People have friends, and if they are doing online dating their friends probably are too. Think about what would happen if you met someone really great that you want to make a great impression on, who then invited you as their guest to a large party where you run into several people you've dated briefly, some of whom know your awesome date. What do you wish you'd done then? Do that. (This might be different for different people.)

Generally, don't call on the phone if you haven't already been talking on the phone. Send a message via the same methods you've generally been using to communicate, if you just text it's fine to text.
posted by yohko at 10:24 AM on February 16, 2016 [1 favorite]

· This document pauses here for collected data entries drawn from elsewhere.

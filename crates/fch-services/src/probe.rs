//! Health probe contract: requests, responses, and result merging.
//!
//! A probe asks an external health service to connect to one router over
//! one transport and IP family, then ping a handful of names through it.
//! How the service does that is its own business; this module only defines
//! what goes in, what comes out, and how repeated attempts are combined.

use std::collections::BTreeMap;

use anyhow::Result;
use serde::{Deserialize, Serialize};

use fch_core::{IpFamily, TransportIpFamily, TransportType};

/// Request for one router over one transport and IP family.
#[derive(Debug, Clone, PartialEq, Serialize, Deserialize)]
#[serde(rename_all = "kebab-case")]
pub struct ProbeRequest {
    pub transport: TransportType,
    pub family: IpFamily,
    /// Router connection string.
    pub router: String,
    /// Names to ping through the router.
    pub names: Vec<String>,
}

impl ProbeRequest {
    pub fn transport_ip_family(&self) -> TransportIpFamily {
        TransportIpFamily::new(self.transport, self.family)
    }
}

/// Outcome for a single target (ping name or router ID).
#[derive(Debug, Clone, PartialEq, Serialize, Deserialize)]
pub struct ProbeResult {
    pub ok: bool,
    /// Round-trip time in milliseconds.
    #[serde(default, skip_serializing_if = "Option::is_none")]
    pub rtt: Option<f64>,
    #[serde(default, skip_serializing_if = "String::is_empty")]
    pub error: String,
}

impl ProbeResult {
    pub fn success(rtt: f64) -> Self {
        Self {
            ok: true,
            rtt: Some(rtt),
            error: String::new(),
        }
    }

    pub fn failure(error: impl Into<String>) -> Self {
        Self {
            ok: false,
            rtt: None,
            error: error.into(),
        }
    }
}

/// Per-target results of one probe attempt, keyed by target.
pub type ProbeResults = BTreeMap<String, ProbeResult>;

/// Response from the health service.
#[derive(Debug, Clone, Default, PartialEq, Serialize, Deserialize)]
#[serde(rename_all = "kebab-case")]
pub struct ProbeResponse {
    pub connected: bool,
    #[serde(default, skip_serializing_if = "String::is_empty")]
    pub connect_error: String,
    #[serde(default)]
    pub probes: ProbeResults,
}

impl ProbeResponse {
    pub fn count(&self) -> (usize, usize) {
        count(&self.probes)
    }
}

/// Number of successful and failed targets.
pub fn count(results: &ProbeResults) -> (usize, usize) {
    let success = results.values().filter(|r| r.ok).count();
    (success, results.len() - success)
}

/// Merge repeated attempts into the best known result per target.
///
/// Any success wins, with the lowest RTT among successes. A target that only
/// ever failed keeps the first error seen.
pub fn merge<'a>(attempts: impl IntoIterator<Item = &'a ProbeResults>) -> ProbeResults {
    let mut best = ProbeResults::new();
    for results in attempts {
        for (id, res) in results {
            let Some(prev) = best.get_mut(id) else {
                best.insert(id.clone(), res.clone());
                continue;
            };
            match (prev.ok, res.ok) {
                (true, true) => {
                    prev.rtt = match (prev.rtt, res.rtt) {
                        (Some(a), Some(b)) => Some(a.min(b)),
                        (a, b) => a.or(b),
                    };
                }
                (false, true) => *prev = res.clone(),
                (_, false) => {}
            }
        }
    }
    best
}

/// Majority-with-margin rule: reachable iff `success * 2 > failure`.
pub fn verdict(success: usize, failure: usize) -> bool {
    success * 2 > failure
}

/// A service that can probe router health.
#[async_trait::async_trait]
pub trait ProbeService: Send + Sync {
    async fn probe(&self, request: &ProbeRequest) -> Result<ProbeResponse>;
}
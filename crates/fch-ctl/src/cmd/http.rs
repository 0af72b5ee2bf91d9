//! Shared HTTP request helpers for CLI commands.

use anyhow::{bail, Context, Result};
use serde::Deserialize;

pub fn base_url(port: u16) -> String {
    format!("http://127.0.0.1:{}", port)
}

async fn get(url: &str, accept: &str) -> Result<reqwest::Response> {
    let response = reqwest::Client::new()
        .get(url)
        .header(reqwest::header::ACCEPT, accept)
        .send()
        .await
        .with_context(|| format!("failed to connect to fchd at {}, is it running?", url))?;

    if response.status() == reqwest::StatusCode::SERVICE_UNAVAILABLE {
        let retry = response
            .headers()
            .get(reqwest::header::RETRY_AFTER)
            .and_then(|v| v.to_str().ok())
            .unwrap_or("60")
            .to_string();
        bail!("no router availability published yet, retry in {}s", retry);
    }
    if !response.status().is_success() {
        bail!("fchd returned {}", response.status());
    }
    Ok(response)
}

pub async fn get_json<T: for<'de> Deserialize<'de>>(url: &str) -> Result<T> {
    get(url, "application/json")
        .await?
        .json::<T>()
        .await
        .context("failed to parse response")
}

pub async fn get_text(url: &str) -> Result<String> {
    get(url, "text/plain")
        .await?
        .text()
        .await
        .context("failed to read response")
}
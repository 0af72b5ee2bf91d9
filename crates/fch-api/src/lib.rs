pub mod handlers;

use axum::routing::get;
use axum::Router;
use tokio::net::TcpListener;
use tower_http::cors::{Any, CorsLayer};

pub use handlers::ApiState;

pub fn router(state: ApiState) -> Router {
    let cors = CorsLayer::new()
        .allow_origin(Any)
        .allow_methods(Any)
        .allow_headers(Any);

    Router::new()
        .route("/", get(handlers::query::handle_query))
        .route("/routers.json", get(handlers::routers::handle_routers))
        .route("/routerlist.json", get(handlers::routers::handle_router_list))
        .route("/robots.txt", get(handlers::routers::handle_robots))
        .with_state(state)
        .layer(cors)
}

pub async fn serve(state: ApiState, listen: &str, port: u16) -> anyhow::Result<()> {
    let listener = TcpListener::bind((listen, port)).await?;
    tracing::info!(listen, port, "API listening");
    serve_on(listener, state).await
}

/// Serve on an already bound listener.
pub async fn serve_on(listener: TcpListener, state: ApiState) -> anyhow::Result<()> {
    axum::serve(listener, router(state)).await?;
    Ok(())
}
//! fch-core: router model, availability snapshots, query engine, and configuration.
//! All other ndn-fch crates depend on this one.

pub mod avail;
pub mod config;
pub mod geo;
pub mod query;
pub mod router;
pub mod transport;

pub use avail::{AvailabilitySnapshot, RouterAvailability};
pub use geo::{distance_km, LonLat};
pub use query::{execute_queries, parse_queries, Query, QueryError, QueryResponse};
pub use router::Router;
pub use transport::{IpFamily, TransportIpFamily, TransportType, TRANSPORT_IP_FAMILIES};
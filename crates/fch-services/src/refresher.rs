//! Availability refresher: periodic health-probe cycles.
//!
//! One cycle:
//!   1. Copy the router list and shuffle the probing order
//!   2. Pick ping destinations from last cycle's verified routers
//!   3. Seed the new map with last cycle's bits (carry-forward)
//!   4. Dispatch one probe task per router × transport/family, paced
//!   5. Collect verdicts through a single collector task
//!   6. Publish the map as a new snapshot
//!
//! A probe that errors or misses the deadline yields no verdict, so the
//! carried-forward bit stays. Only an explicit verdict flips availability.

use std::collections::{HashMap, HashSet};
use std::sync::Arc;
use std::time::Duration;

use chrono::Utc;
use rand::seq::SliceRandom;
use rand::Rng;
use tokio::sync::{broadcast, mpsc};
use tokio::task::JoinSet;
use tokio::time::{Instant, MissedTickBehavior};

use fch_core::config::{PartialPolicy, RefreshConfig, MIN_REFRESH_INTERVAL};
use fch_core::{
    AvailabilitySnapshot, Router, RouterAvailability, TransportIpFamily, TRANSPORT_IP_FAMILIES,
};

use crate::directory::RouterList;
use crate::probe::{self, ProbeRequest, ProbeService};
use crate::store::AvailabilityStore;

/// Delay between startup and the first cycle.
const START_DELAY: Duration = Duration::from_secs(1);

#[derive(Debug, Clone)]
pub struct RefreshSettings {
    pub interval: Duration,
    pub max_names: usize,
    pub probe_attempts: usize,
    pub max_step: Duration,
    pub partial_policy: PartialPolicy,
}

impl From<&RefreshConfig> for RefreshSettings {
    fn from(config: &RefreshConfig) -> Self {
        Self {
            interval: config.interval(),
            max_names: config.max_names.max(1),
            probe_attempts: config.probe_attempts.max(1),
            max_step: Duration::from_millis(config.max_step_ms),
            partial_policy: config.partial_policy,
        }
    }
}

impl Default for RefreshSettings {
    fn default() -> Self {
        Self::from(&RefreshConfig::default())
    }
}

#[derive(Debug, thiserror::Error)]
pub enum CycleError {
    #[error("router list is empty")]
    NoRouters,
    #[error("no ping destinations")]
    NoDestinations,
    #[error("no usable probe response for {}", .0.join(", "))]
    IncompleteGroups(Vec<String>),
    #[error("verdict collector failed: {0}")]
    Collector(String),
}

/// Verdict for one router and transport/family.
struct Verdict {
    id: String,
    tf: TransportIpFamily,
    ok: bool,
}

struct Collected {
    avail: HashMap<String, RouterAvailability>,
    /// Groups that produced at least one verdict.
    answered: HashSet<TransportIpFamily>,
}

pub struct AvailabilityRefresher {
    routers: Arc<dyn RouterList>,
    probe: Arc<dyn ProbeService>,
    store: AvailabilityStore,
    settings: RefreshSettings,
}

impl AvailabilityRefresher {
    pub fn new(
        routers: Arc<dyn RouterList>,
        probe: Arc<dyn ProbeService>,
        store: AvailabilityStore,
        settings: RefreshSettings,
    ) -> Self {
        Self {
            routers,
            probe,
            store,
            settings,
        }
    }

    pub fn store(&self) -> &AvailabilityStore {
        &self.store
    }

    /// Run one cycle, bounded by 90% of the interval.
    pub async fn refresh_once(&self) -> Result<Arc<AvailabilitySnapshot>, CycleError> {
        let deadline = Instant::now() + self.settings.interval * 9 / 10;
        self.refresh_until(deadline).await
    }

    async fn refresh_until(
        &self,
        deadline: Instant,
    ) -> Result<Arc<AvailabilitySnapshot>, CycleError> {
        let mut routers = self.routers.list();
        let mut seen = HashSet::new();
        routers.retain(|r| seen.insert(r.id.clone()));
        if routers.is_empty() {
            return Err(CycleError::NoRouters);
        }

        let previous = self.store.current();
        let destinations = select_destinations(previous.as_deref(), &routers);
        if destinations.is_empty() {
            return Err(CycleError::NoDestinations);
        }

        // Snapshot keeps directory order; probing order is random.
        let order: Vec<String> = routers.iter().map(|r| r.id.clone()).collect();
        let avail = seed_availability(previous.as_deref(), &routers);
        routers.shuffle(&mut rand::thread_rng());

        let (tx, rx) = mpsc::unbounded_channel();
        let collector = tokio::spawn(collect(avail, rx));

        let step = pacing_step(self.settings.interval, self.settings.max_step, routers.len());
        let expected: HashSet<TransportIpFamily> =
            routers.iter().flat_map(|r| r.advertised()).collect();
        let mut tasks = JoinSet::new();

        'dispatch: for router in &routers {
            for tf in TRANSPORT_IP_FAMILIES {
                let Some(connect) = router.connect_string(tf) else {
                    continue;
                };
                if Instant::now() + step >= deadline {
                    tracing::warn!("refresh deadline reached before all probes were dispatched");
                    break 'dispatch;
                }
                tokio::time::sleep(step).await;

                let request = ProbeRequest {
                    transport: tf.transport,
                    family: tf.family,
                    router: connect,
                    names: ping_names(&destinations, self.settings.max_names),
                };
                tasks.spawn(probe_one(
                    self.probe.clone(),
                    router.id.clone(),
                    request,
                    self.settings.probe_attempts,
                    deadline,
                    tx.clone(),
                ));
            }
        }
        drop(tx);

        let drained = tokio::time::timeout_at(deadline, async {
            while tasks.join_next().await.is_some() {}
        })
        .await;
        if drained.is_err() {
            tracing::warn!(remaining = tasks.len(), "refresh deadline reached, abandoning probes");
        }
        tasks.shutdown().await;

        let collected = collector
            .await
            .map_err(|e| CycleError::Collector(e.to_string()))?;

        if self.settings.partial_policy == PartialPolicy::Discard {
            let mut missing: Vec<String> = expected
                .iter()
                .filter(|tf| !collected.answered.contains(*tf))
                .map(|tf| tf.to_string())
                .collect();
            if !missing.is_empty() {
                missing.sort();
                return Err(CycleError::IncompleteGroups(missing));
            }
        }

        let mut avail = collected.avail;
        let list = order.iter().filter_map(|id| avail.remove(id)).collect();
        Ok(self
            .store
            .publish(AvailabilitySnapshot::new(list, Utc::now())))
    }

    /// Wait a moment, run a cycle, then one per interval tick with jitter.
    pub async fn run(mut self, mut shutdown: broadcast::Receiver<()>) -> anyhow::Result<()> {
        self.settings.interval = self.settings.interval.max(MIN_REFRESH_INTERVAL);
        let interval = self.settings.interval;
        tracing::info!(interval_secs = interval.as_secs(), "availability refresher starting");

        tokio::select! {
            _ = shutdown.recv() => return Ok(()),
            _ = tokio::time::sleep(START_DELAY) => {}
        }

        let mut ticker = tokio::time::interval_at(Instant::now() + interval, interval);
        ticker.set_missed_tick_behavior(MissedTickBehavior::Delay);

        loop {
            tokio::select! {
                _ = shutdown.recv() => {
                    tracing::info!("availability refresher shutting down");
                    return Ok(());
                }

                _ = self.cycle() => {}
            }

            let jitter = interval.mul_f64(rand::thread_rng().gen_range(0.0..0.1));
            tokio::select! {
                _ = shutdown.recv() => {
                    tracing::info!("availability refresher shutting down");
                    return Ok(());
                }

                _ = async {
                    ticker.tick().await;
                    tokio::time::sleep(jitter).await;
                } => {}
            }
        }
    }

    async fn cycle(&self) {
        let t0 = Instant::now();
        match self.refresh_once().await {
            Ok(snapshot) => {
                let available = snapshot
                    .routers
                    .iter()
                    .filter(|r| r.count_available() > 0)
                    .count();
                tracing::info!(
                    routers = snapshot.routers.len(),
                    available,
                    duration_ms = t0.elapsed().as_millis() as u64,
                    "availability published"
                );
            }
            Err(e) => tracing::warn!(
                error = %e,
                duration_ms = t0.elapsed().as_millis() as u64,
                "refresh cycle not published"
            ),
        }
    }
}

// ── Cycle helpers ─────────────────────────────────────────────────────────────

/// Prefixes of routers verified last cycle, unless those are no more than
/// half the population; then every router's prefix.
fn select_destinations(previous: Option<&AvailabilitySnapshot>, routers: &[Router]) -> Vec<String> {
    let verified: Vec<String> = previous
        .map(|s| {
            s.routers
                .iter()
                .filter(|r| r.count_available() > 0 && !r.prefix().is_empty())
                .map(|r| r.prefix().to_string())
                .collect()
        })
        .unwrap_or_default();
    if verified.len() > routers.len() / 2 {
        return verified;
    }
    routers
        .iter()
        .filter(|r| !r.prefix.is_empty())
        .map(|r| r.prefix.clone())
        .collect()
}

/// New map with last cycle's bits, for routers still listed.
fn seed_availability(
    previous: Option<&AvailabilitySnapshot>,
    routers: &[Router],
) -> HashMap<String, RouterAvailability> {
    let mut avail: HashMap<String, RouterAvailability> = routers
        .iter()
        .map(|r| (r.id.clone(), RouterAvailability::new(r.clone())))
        .collect();
    for old in previous.into_iter().flat_map(|s| &s.routers) {
        if let Some(entry) = avail.get_mut(old.id()) {
            for tf in &old.available {
                entry.set(*tf, true);
            }
        }
    }
    avail
}

fn pacing_step(interval: Duration, max_step: Duration, routers: usize) -> Duration {
    let slots = (routers * TRANSPORT_IP_FAMILIES.len()).max(1) as u32;
    max_step.min(interval / slots)
}

/// `<dest>/ping/<random>` for a random subset of at most `max` destinations.
fn ping_names(destinations: &[String], max: usize) -> Vec<String> {
    let mut rng = rand::thread_rng();
    destinations
        .choose_multiple(&mut rng, max)
        .map(|dest| format!("{}/ping/{}", dest.trim_end_matches('/'), rng.gen::<u32>()))
        .collect()
}

async fn collect(
    mut avail: HashMap<String, RouterAvailability>,
    mut rx: mpsc::UnboundedReceiver<Verdict>,
) -> Collected {
    let mut answered = HashSet::new();
    while let Some(v) = rx.recv().await {
        answered.insert(v.tf);
        if let Some(entry) = avail.get_mut(&v.id) {
            entry.set(v.tf, v.ok);
        }
    }
    Collected { avail, answered }
}

async fn probe_one(
    service: Arc<dyn ProbeService>,
    id: String,
    request: ProbeRequest,
    attempts: usize,
    deadline: Instant,
    tx: mpsc::UnboundedSender<Verdict>,
) {
    let tf = request.transport_ip_family();
    match tokio::time::timeout_at(deadline, probe_verdict(service.as_ref(), &request, attempts)).await
    {
        Ok(Some(ok)) => {
            let _ = tx.send(Verdict { id, tf, ok });
        }
        Ok(None) => {}
        Err(_) => tracing::warn!(
            transport = %tf,
            router = %request.router,
            "probe deadline exceeded"
        ),
    }
}

/// `None` when every attempt failed at the transport level.
async fn probe_verdict(
    service: &dyn ProbeService,
    request: &ProbeRequest,
    attempts: usize,
) -> Option<bool> {
    let tf = request.transport_ip_family();
    let mut answered = false;
    let mut results = Vec::new();

    for attempt in 0..attempts.max(1) {
        match service.probe(request).await {
            Ok(res) if res.connected => {
                answered = true;
                results.push(res.probes);
            }
            Ok(res) => {
                answered = true;
                tracing::debug!(
                    transport = %tf,
                    router = %request.router,
                    attempt,
                    connect_error = %res.connect_error,
                    "router not connected"
                );
            }
            Err(e) => tracing::warn!(
                transport = %tf,
                router = %request.router,
                attempt,
                error = %e,
                "probe error"
            ),
        }
    }

    if !answered {
        return None;
    }
    if results.is_empty() {
        return Some(false);
    }

    let merged = probe::merge(&results);
    let (success, failure) = probe::count(&merged);
    let ok = probe::verdict(success, failure);
    tracing::debug!(
        transport = %tf,
        router = %request.router,
        names = ?request.names,
        success,
        failure,
        verdict = ok,
        "probe response"
    );
    Some(ok)
}
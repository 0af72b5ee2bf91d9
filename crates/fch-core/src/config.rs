//! Configuration system for ndn-fch.
//!
//! Resolution order: environment variables → config file → defaults.
//!
//! Config file location:
//!   1. $FCH_CONFIG (explicit override)
//!   2. $XDG_CONFIG_HOME/ndn-fch/config.toml
//!   3. ~/.config/ndn-fch/config.toml

use serde::{Deserialize, Serialize};
use std::path::PathBuf;
use std::time::Duration;

/// Minimum refresh interval; shorter configured values are raised to this.
pub const MIN_REFRESH_INTERVAL: Duration = Duration::from_secs(60);

/// Top-level configuration.
#[derive(Debug, Clone, Default, Serialize, Deserialize)]
#[serde(default)]
pub struct FchConfig {
    pub network: NetworkConfig,
    pub refresh: RefreshConfig,
    pub probe: ProbeConfig,
    pub routers: RoutersConfig,
}

#[derive(Debug, Clone, Serialize, Deserialize)]
#[serde(default)]
pub struct NetworkConfig {
    /// Address the query API binds to.
    pub listen: String,
    pub api_port: u16,
}

/// What to do with a cycle in which some transport/family group got no
/// usable probe response at all.
#[derive(Debug, Clone, Copy, Default, PartialEq, Eq, Serialize, Deserialize)]
#[serde(rename_all = "lowercase")]
pub enum PartialPolicy {
    /// Publish whatever verdicts were collected.
    #[default]
    Publish,
    /// Drop the cycle and keep serving the previous snapshot.
    Discard,
}

#[derive(Debug, Clone, Serialize, Deserialize)]
#[serde(default)]
pub struct RefreshConfig {
    pub interval_secs: u64,
    /// Max ping names per probe request.
    pub max_names: usize,
    /// Probe attempts per router and transport/family, merged before the verdict.
    pub probe_attempts: usize,
    /// Upper bound of the pause between two probe dispatches.
    pub max_step_ms: u64,
    pub partial_policy: PartialPolicy,
}

#[derive(Debug, Clone, Serialize, Deserialize)]
#[serde(default)]
pub struct ProbeConfig {
    /// Base URI of the UDP/WebSocket health probe service. Empty = disabled.
    pub udp_wss_uri: String,
    /// Base URI of the HTTP/3 health probe service. Empty = disabled.
    pub http3_uri: String,
    /// Per-request timeout towards the probe service.
    pub timeout_secs: u64,
}

#[derive(Debug, Clone, Serialize, Deserialize)]
#[serde(default)]
pub struct RoutersConfig {
    /// Include the built-in router list.
    pub builtin: bool,
    /// JSON file with an operator-maintained router list. Empty = none.
    pub topology_file: PathBuf,
    /// Testbed status endpoint. Empty = disabled.
    pub testbed_uri: String,
    /// On-disk copy of the last fetched testbed list.
    pub testbed_cache: PathBuf,
    pub testbed_refresh_secs: u64,
}

// ── Defaults ──────────────────────────────────────────────────────────────────

impl Default for NetworkConfig {
    fn default() -> Self {
        Self {
            listen: "127.0.0.1".to_string(),
            api_port: 5000,
        }
    }
}

impl Default for RefreshConfig {
    fn default() -> Self {
        Self {
            interval_secs: 300,
            max_names: 8,
            probe_attempts: 1,
            max_step_ms: 100,
            partial_policy: PartialPolicy::Publish,
        }
    }
}

impl Default for ProbeConfig {
    fn default() -> Self {
        Self {
            udp_wss_uri: String::new(),
            http3_uri: String::new(),
            timeout_secs: 30,
        }
    }
}

impl Default for RoutersConfig {
    fn default() -> Self {
        Self {
            builtin: true,
            topology_file: PathBuf::new(),
            testbed_uri: "https://ndndemo.arl.wustl.edu/testbed-nodes.json".to_string(),
            testbed_cache: data_dir().join("testbed-routers.json"),
            testbed_refresh_secs: 600,
        }
    }
}

impl RefreshConfig {
    /// Configured interval, raised to the enforced floor.
    pub fn interval(&self) -> Duration {
        Duration::from_secs(self.interval_secs).max(MIN_REFRESH_INTERVAL)
    }
}

// ── Path helpers ──────────────────────────────────────────────────────────────

fn config_dir() -> PathBuf {
    std::env::var("XDG_CONFIG_HOME")
        .map(PathBuf::from)
        .unwrap_or_else(|_| dirs_or_home().join(".config"))
        .join("ndn-fch")
}

pub fn data_dir() -> PathBuf {
    std::env::var("XDG_DATA_HOME")
        .map(PathBuf::from)
        .unwrap_or_else(|_| dirs_or_home().join(".local").join("share"))
        .join("ndn-fch")
}

fn dirs_or_home() -> PathBuf {
    std::env::var("HOME")
        .map(PathBuf::from)
        .unwrap_or_else(|_| PathBuf::from("/tmp"))
}

// ── Errors ────────────────────────────────────────────────────────────────────

#[derive(Debug, thiserror::Error)]
pub enum ConfigError {
    #[error("failed to read {0}: {1}")]
    ReadFailed(PathBuf, std::io::Error),
    #[error("failed to parse {0}: {1}")]
    ParseFailed(PathBuf, toml::de::Error),
    #[error("failed to write {0}: {1}")]
    WriteFailed(PathBuf, std::io::Error),
    #[error("failed to serialize: {0}")]
    SerializeFailed(toml::ser::Error),
}

// ── Loading ───────────────────────────────────────────────────────────────────

impl FchConfig {
    /// Load config: env vars → file → defaults.
    pub fn load() -> Result<Self, ConfigError> {
        let path = Self::file_path();
        let mut config = if path.exists() {
            Self::from_file(&path)?
        } else {
            FchConfig::default()
        };
        config.apply_env_overrides(|key| std::env::var(key).ok());
        Ok(config)
    }

    pub fn from_file(path: &std::path::Path) -> Result<Self, ConfigError> {
        let text = std::fs::read_to_string(path)
            .map_err(|e| ConfigError::ReadFailed(path.to_path_buf(), e))?;
        toml::from_str(&text).map_err(|e| ConfigError::ParseFailed(path.to_path_buf(), e))
    }

    /// Config file path.
    pub fn file_path() -> PathBuf {
        std::env::var("FCH_CONFIG")
            .map(PathBuf::from)
            .unwrap_or_else(|_| config_dir().join("config.toml"))
    }

    /// Write default config if none exists. Returns the path.
    pub fn write_default_if_missing() -> Result<PathBuf, ConfigError> {
        let path = Self::file_path();
        if !path.exists() {
            if let Some(parent) = path.parent() {
                std::fs::create_dir_all(parent)
                    .map_err(|e| ConfigError::WriteFailed(path.clone(), e))?;
            }
            let text = toml::to_string_pretty(&FchConfig::default())
                .map_err(ConfigError::SerializeFailed)?;
            std::fs::write(&path, text).map_err(|e| ConfigError::WriteFailed(path.clone(), e))?;
        }
        Ok(path)
    }

    /// Apply FCH_* overrides. `lookup` is `std::env::var` outside of tests.
    fn apply_env_overrides(&mut self, lookup: impl Fn(&str) -> Option<String>) {
        if let Some(v) = lookup("FCH_NETWORK__LISTEN") {
            self.network.listen = v;
        }
        if let Some(p) = lookup("FCH_NETWORK__API_PORT").and_then(|v| v.parse().ok()) {
            self.network.api_port = p;
        }
        if let Some(n) = lookup("FCH_REFRESH__INTERVAL_SECS").and_then(|v| v.parse().ok()) {
            self.refresh.interval_secs = n;
        }
        if let Some(n) = lookup("FCH_REFRESH__MAX_NAMES").and_then(|v| v.parse().ok()) {
            self.refresh.max_names = n;
        }
        if let Some(n) = lookup("FCH_REFRESH__PROBE_ATTEMPTS").and_then(|v| v.parse().ok()) {
            self.refresh.probe_attempts = n;
        }
        if let Some(n) = lookup("FCH_REFRESH__MAX_STEP_MS").and_then(|v| v.parse().ok()) {
            self.refresh.max_step_ms = n;
        }
        if let Some(v) = lookup("FCH_REFRESH__PARTIAL_POLICY") {
            match v.as_str() {
                "publish" => self.refresh.partial_policy = PartialPolicy::Publish,
                "discard" => self.refresh.partial_policy = PartialPolicy::Discard,
                _ => {}
            }
        }
        if let Some(v) = lookup("FCH_PROBE__UDP_WSS_URI") {
            self.probe.udp_wss_uri = v;
        }
        if let Some(v) = lookup("FCH_PROBE__HTTP3_URI") {
            self.probe.http3_uri = v;
        }
        if let Some(n) = lookup("FCH_PROBE__TIMEOUT_SECS").and_then(|v| v.parse().ok()) {
            self.probe.timeout_secs = n;
        }
        if let Some(v) = lookup("FCH_ROUTERS__TOPOLOGY_FILE") {
            self.routers.topology_file = PathBuf::from(v);
        }
        if let Some(v) = lookup("FCH_ROUTERS__TESTBED_URI") {
            self.routers.testbed_uri = v;
        }
        if let Some(v) = lookup("FCH_ROUTERS__TESTBED_CACHE") {
            self.routers.testbed_cache = PathBuf::from(v);
        }
        if let Some(n) = lookup("FCH_ROUTERS__TESTBED_REFRESH_SECS").and_then(|v| v.parse().ok()) {
            self.routers.testbed_refresh_secs = n;
        }
        if let Some(v) = lookup("FCH_ROUTERS__BUILTIN") {
            self.routers.builtin = v == "true" || v == "1";
        }
    }
}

There are only a few scenarios where I recommend (and want to receive) a light fib, and this is one of them. Yeah, ideally people should be okay getting a kind-but-direct "thanks but no thanks," but unfortunately that is not the norm in my experience. It's okay to not respond to one or two texts, because many people will get/appreciate the hint and/or it's a mild enough breach of etiquette that you can apologize when there's an opportunity... but if someone is continuing to contact you, continuing to ghost on them is just mean (especially if there's been nakedity).

DarlingBri's "I've decided to take some time off from dating" works on the light fib front, as does some version of "Things have kinda gone haywire on my end since I saw you last" -- something vague enough that it could encapsulate work or family or health or reappearance of an ex (etc.), and more credibly humble than the more personal rejections. Remember the campground rule, and good luck out there.
posted by argonauta at 12:42 PM on February 16, 2016 [1 favorite]


In my (10 years stale) experience, whether ghosting (we used to call it fading) is okay depends on the ghostee, and you just don't know, so you have to guess. My sister much preferred the fade, I preferred the "whoops, sorry, moving on." My best advice is to fade and then, if they persist, tell them that you met someone else (or something progressed with someone you met around the same time, etc.). I personally think that's a harmless kindness that doesn't imply they are bad at naked or any other thing.
posted by Pax at 6:27 PM on February 16, 2016


I'm honestly not anti ghosting in this situation, or even quite a bit of the time. Too many people flip the fuck out when you try and have this conversation. And most of the people i hear getting really upset about ghosting come off like this guy and although it can hurt, it doesn't hurt more than someone saying something shitty or that you spend ages overanalyzing.

If you do go that route, don't let anyone convince you you're an evil monster.
posted by emptythought at 11:47 PM on February 16, 2016 [1 favorite]


When I was dating, I remember receiving a message along the lines of "it was fun hanging out with you, but I just don't think we have enough in common to take this further. Thanks for taking the time for me." The reference to stuff in common felt kinder than a comment on chemistry, even though that was clearly what he was talking about.
posted by rpfields at 9:15 AM on February 17, 2016 [5 favorites]


I ghost, you can, too. Sex def doesn't mean you owe anyone anything, ever.